Saved entries:
*** Begin section ***

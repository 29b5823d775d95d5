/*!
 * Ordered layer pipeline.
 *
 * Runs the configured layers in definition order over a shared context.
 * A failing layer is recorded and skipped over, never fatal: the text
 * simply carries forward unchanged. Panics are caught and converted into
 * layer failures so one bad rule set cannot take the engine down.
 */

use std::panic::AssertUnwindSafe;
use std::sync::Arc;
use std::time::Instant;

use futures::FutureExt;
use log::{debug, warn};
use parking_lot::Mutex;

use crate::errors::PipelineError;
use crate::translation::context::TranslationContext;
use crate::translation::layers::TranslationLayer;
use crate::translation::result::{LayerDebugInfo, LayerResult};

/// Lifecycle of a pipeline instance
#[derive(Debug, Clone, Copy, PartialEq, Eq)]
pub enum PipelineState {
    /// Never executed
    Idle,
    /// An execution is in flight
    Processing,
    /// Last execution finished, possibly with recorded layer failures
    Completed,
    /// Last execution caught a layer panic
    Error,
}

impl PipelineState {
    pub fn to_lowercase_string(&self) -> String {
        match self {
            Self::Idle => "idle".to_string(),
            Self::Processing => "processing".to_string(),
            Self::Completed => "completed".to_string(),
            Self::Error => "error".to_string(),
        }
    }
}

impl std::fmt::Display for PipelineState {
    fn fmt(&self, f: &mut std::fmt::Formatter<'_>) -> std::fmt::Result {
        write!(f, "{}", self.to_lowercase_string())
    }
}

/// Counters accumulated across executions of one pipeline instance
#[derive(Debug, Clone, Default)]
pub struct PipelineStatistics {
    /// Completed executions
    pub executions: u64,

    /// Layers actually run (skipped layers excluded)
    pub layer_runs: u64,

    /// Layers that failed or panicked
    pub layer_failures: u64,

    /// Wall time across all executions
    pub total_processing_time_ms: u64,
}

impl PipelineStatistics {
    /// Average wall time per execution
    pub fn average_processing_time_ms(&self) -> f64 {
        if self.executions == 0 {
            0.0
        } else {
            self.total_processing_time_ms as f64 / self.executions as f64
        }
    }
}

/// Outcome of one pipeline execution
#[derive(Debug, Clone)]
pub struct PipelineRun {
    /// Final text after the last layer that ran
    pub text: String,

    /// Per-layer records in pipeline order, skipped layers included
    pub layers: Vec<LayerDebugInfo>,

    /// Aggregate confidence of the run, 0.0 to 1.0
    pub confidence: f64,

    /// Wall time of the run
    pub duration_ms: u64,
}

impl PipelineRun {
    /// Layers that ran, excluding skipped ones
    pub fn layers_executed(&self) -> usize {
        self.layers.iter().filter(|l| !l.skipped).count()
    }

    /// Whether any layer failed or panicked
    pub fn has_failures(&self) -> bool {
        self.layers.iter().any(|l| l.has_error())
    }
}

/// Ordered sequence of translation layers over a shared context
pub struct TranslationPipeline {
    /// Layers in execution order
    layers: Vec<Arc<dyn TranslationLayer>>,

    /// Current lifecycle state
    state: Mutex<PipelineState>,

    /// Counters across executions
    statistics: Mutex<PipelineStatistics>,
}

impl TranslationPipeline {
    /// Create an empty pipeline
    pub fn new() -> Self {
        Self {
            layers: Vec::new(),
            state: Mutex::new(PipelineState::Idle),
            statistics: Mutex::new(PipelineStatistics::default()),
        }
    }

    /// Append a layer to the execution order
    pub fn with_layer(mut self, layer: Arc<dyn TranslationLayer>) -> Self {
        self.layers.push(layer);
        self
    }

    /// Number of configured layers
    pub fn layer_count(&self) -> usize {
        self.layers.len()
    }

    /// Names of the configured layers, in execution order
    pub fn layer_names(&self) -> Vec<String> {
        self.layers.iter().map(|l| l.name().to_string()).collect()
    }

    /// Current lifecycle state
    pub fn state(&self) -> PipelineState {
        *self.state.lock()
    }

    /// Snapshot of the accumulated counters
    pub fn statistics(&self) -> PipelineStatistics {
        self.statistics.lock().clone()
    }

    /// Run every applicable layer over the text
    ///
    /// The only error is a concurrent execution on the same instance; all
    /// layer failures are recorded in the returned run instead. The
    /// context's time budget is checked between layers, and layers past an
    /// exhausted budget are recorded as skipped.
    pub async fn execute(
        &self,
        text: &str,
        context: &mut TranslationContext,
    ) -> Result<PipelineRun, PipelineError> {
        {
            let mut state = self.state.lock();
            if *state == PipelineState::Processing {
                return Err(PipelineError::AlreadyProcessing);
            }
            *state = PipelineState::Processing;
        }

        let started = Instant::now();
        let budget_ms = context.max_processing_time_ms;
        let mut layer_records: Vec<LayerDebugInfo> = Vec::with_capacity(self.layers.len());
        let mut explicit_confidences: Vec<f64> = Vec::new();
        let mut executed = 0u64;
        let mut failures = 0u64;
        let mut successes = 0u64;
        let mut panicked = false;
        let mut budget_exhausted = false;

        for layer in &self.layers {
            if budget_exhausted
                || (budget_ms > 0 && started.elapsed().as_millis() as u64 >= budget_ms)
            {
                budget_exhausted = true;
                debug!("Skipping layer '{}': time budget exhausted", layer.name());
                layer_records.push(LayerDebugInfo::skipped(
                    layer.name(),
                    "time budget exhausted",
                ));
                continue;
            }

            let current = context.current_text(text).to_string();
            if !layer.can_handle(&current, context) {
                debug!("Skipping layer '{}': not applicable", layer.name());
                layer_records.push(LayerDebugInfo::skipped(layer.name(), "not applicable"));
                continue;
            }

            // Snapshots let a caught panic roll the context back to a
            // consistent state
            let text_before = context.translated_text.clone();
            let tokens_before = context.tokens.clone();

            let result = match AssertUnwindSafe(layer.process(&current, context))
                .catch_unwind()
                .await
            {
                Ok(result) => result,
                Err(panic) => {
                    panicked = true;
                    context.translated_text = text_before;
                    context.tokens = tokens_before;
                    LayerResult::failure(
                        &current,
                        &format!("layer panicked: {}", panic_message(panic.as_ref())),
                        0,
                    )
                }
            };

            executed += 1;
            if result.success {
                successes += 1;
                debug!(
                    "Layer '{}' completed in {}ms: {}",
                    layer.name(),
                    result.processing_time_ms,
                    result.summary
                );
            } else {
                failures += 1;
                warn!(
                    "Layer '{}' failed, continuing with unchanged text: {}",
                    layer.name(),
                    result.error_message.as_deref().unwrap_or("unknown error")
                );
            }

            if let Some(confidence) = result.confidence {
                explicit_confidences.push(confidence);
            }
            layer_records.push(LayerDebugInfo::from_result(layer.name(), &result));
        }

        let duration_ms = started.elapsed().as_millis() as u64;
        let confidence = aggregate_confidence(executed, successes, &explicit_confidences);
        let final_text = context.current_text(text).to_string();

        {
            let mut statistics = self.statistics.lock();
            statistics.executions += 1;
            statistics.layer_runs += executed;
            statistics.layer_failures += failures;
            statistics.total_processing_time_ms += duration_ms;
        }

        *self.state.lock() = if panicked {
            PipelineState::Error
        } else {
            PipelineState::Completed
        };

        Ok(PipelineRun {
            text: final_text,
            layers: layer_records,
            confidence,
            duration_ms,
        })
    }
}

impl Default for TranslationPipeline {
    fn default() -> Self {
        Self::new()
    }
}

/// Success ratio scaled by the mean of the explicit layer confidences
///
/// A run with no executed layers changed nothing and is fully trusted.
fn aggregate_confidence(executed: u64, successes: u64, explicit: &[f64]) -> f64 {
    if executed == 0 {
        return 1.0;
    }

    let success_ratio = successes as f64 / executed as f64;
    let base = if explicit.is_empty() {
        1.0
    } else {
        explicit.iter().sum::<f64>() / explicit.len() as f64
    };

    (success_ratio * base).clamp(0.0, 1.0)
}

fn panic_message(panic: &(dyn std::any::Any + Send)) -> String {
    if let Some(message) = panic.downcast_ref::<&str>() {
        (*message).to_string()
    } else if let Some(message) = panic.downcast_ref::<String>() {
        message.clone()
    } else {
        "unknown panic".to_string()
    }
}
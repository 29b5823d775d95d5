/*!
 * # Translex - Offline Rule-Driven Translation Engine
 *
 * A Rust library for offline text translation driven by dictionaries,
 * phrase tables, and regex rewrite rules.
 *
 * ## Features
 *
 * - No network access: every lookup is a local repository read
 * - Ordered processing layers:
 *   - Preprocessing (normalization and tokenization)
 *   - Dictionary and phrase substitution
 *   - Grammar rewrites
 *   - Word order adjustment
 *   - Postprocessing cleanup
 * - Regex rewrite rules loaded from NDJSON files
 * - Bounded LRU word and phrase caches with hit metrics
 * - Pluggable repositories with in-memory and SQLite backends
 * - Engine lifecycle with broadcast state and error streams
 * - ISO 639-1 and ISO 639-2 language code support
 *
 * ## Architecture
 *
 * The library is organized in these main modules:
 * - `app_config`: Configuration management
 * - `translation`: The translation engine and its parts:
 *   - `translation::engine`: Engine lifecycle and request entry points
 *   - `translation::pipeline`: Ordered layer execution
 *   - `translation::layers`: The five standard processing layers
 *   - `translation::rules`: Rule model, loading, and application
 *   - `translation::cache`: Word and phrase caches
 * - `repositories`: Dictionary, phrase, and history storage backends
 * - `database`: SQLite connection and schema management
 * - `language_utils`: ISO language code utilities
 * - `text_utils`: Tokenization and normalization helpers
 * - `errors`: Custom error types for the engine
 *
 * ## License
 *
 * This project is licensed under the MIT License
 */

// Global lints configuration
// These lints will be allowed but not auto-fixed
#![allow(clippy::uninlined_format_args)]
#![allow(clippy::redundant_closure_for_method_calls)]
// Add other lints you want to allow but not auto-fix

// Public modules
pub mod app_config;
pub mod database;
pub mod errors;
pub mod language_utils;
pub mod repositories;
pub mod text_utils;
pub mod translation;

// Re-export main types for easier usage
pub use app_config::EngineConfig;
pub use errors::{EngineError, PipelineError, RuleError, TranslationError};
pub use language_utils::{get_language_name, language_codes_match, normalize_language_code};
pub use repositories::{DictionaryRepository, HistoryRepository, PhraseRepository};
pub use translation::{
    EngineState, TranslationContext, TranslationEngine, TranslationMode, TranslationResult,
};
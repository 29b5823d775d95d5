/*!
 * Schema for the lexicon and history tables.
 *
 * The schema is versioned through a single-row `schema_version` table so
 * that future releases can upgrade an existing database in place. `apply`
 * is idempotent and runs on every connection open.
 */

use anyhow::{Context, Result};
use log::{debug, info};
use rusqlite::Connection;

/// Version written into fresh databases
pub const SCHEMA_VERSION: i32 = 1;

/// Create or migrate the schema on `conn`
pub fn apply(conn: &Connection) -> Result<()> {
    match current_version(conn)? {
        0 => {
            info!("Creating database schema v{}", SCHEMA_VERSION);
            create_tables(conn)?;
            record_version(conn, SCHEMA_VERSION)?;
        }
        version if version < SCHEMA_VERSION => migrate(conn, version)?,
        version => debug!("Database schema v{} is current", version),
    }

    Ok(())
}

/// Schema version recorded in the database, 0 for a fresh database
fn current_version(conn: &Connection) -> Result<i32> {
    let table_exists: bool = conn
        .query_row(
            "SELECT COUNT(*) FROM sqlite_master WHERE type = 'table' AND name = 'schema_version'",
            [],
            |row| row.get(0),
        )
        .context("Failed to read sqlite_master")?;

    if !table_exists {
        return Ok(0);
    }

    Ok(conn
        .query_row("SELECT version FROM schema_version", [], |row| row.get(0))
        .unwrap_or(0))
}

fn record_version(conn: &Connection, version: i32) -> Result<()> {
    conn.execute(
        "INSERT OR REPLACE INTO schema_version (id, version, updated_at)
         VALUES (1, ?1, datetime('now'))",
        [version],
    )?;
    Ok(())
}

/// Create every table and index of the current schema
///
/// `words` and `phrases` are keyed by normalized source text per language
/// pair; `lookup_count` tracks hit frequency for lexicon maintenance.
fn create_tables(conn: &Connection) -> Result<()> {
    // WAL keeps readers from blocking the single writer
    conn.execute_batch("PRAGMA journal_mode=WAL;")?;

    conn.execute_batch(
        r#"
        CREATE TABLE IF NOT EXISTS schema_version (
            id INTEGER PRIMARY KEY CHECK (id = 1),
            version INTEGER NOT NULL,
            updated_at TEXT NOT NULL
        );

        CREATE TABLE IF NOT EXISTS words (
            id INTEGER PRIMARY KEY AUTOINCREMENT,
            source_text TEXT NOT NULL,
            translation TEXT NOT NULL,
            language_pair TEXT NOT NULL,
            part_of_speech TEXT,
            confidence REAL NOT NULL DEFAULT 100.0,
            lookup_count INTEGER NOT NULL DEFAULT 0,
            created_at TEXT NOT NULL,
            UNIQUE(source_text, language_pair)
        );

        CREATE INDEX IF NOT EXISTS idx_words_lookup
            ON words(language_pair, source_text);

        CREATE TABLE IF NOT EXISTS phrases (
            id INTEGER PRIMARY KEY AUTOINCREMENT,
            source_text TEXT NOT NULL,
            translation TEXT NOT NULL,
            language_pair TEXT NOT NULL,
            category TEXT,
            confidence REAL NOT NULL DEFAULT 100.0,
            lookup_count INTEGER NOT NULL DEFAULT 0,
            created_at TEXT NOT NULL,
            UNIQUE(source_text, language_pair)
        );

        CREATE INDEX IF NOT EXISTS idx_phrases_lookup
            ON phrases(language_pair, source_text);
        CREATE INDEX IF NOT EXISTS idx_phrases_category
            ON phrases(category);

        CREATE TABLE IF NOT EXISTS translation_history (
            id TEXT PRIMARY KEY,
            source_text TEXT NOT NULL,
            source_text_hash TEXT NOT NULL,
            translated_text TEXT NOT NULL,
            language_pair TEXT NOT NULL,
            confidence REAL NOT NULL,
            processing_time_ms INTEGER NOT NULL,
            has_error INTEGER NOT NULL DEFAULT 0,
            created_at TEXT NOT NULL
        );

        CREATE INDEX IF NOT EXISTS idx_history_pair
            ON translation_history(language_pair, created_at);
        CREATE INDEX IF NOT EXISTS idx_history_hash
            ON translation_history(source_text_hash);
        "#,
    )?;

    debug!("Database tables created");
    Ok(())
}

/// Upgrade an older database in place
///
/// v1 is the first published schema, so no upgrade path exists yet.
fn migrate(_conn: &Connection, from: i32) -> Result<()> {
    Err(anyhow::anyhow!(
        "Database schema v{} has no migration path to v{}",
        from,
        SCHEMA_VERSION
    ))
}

*** End section ***

Task instructions: Print exactly the lines that run from the line containing "CREATE INDEX IF NOT EXISTS idx_history_pair" to the end of the data, both ends included.

Answer box:
        CREATE INDEX IF NOT EXISTS idx_history_pair
            ON translation_history(language_pair, created_at);
        CREATE INDEX IF NOT EXISTS idx_history_hash
            ON translation_history(source_text_hash);
        "#,
    )?;

    debug!("Database tables created");
    Ok(())
}

/// Upgrade an older database in place
///
/// v1 is the first published schema, so no upgrade path exists yet.
fn migrate(_conn: &Connection, from: i32) -> Result<()> {
    Err(anyhow::anyhow!(
        "Database schema v{} has no migration path to v{}",
        from,
        SCHEMA_VERSION
    ))
}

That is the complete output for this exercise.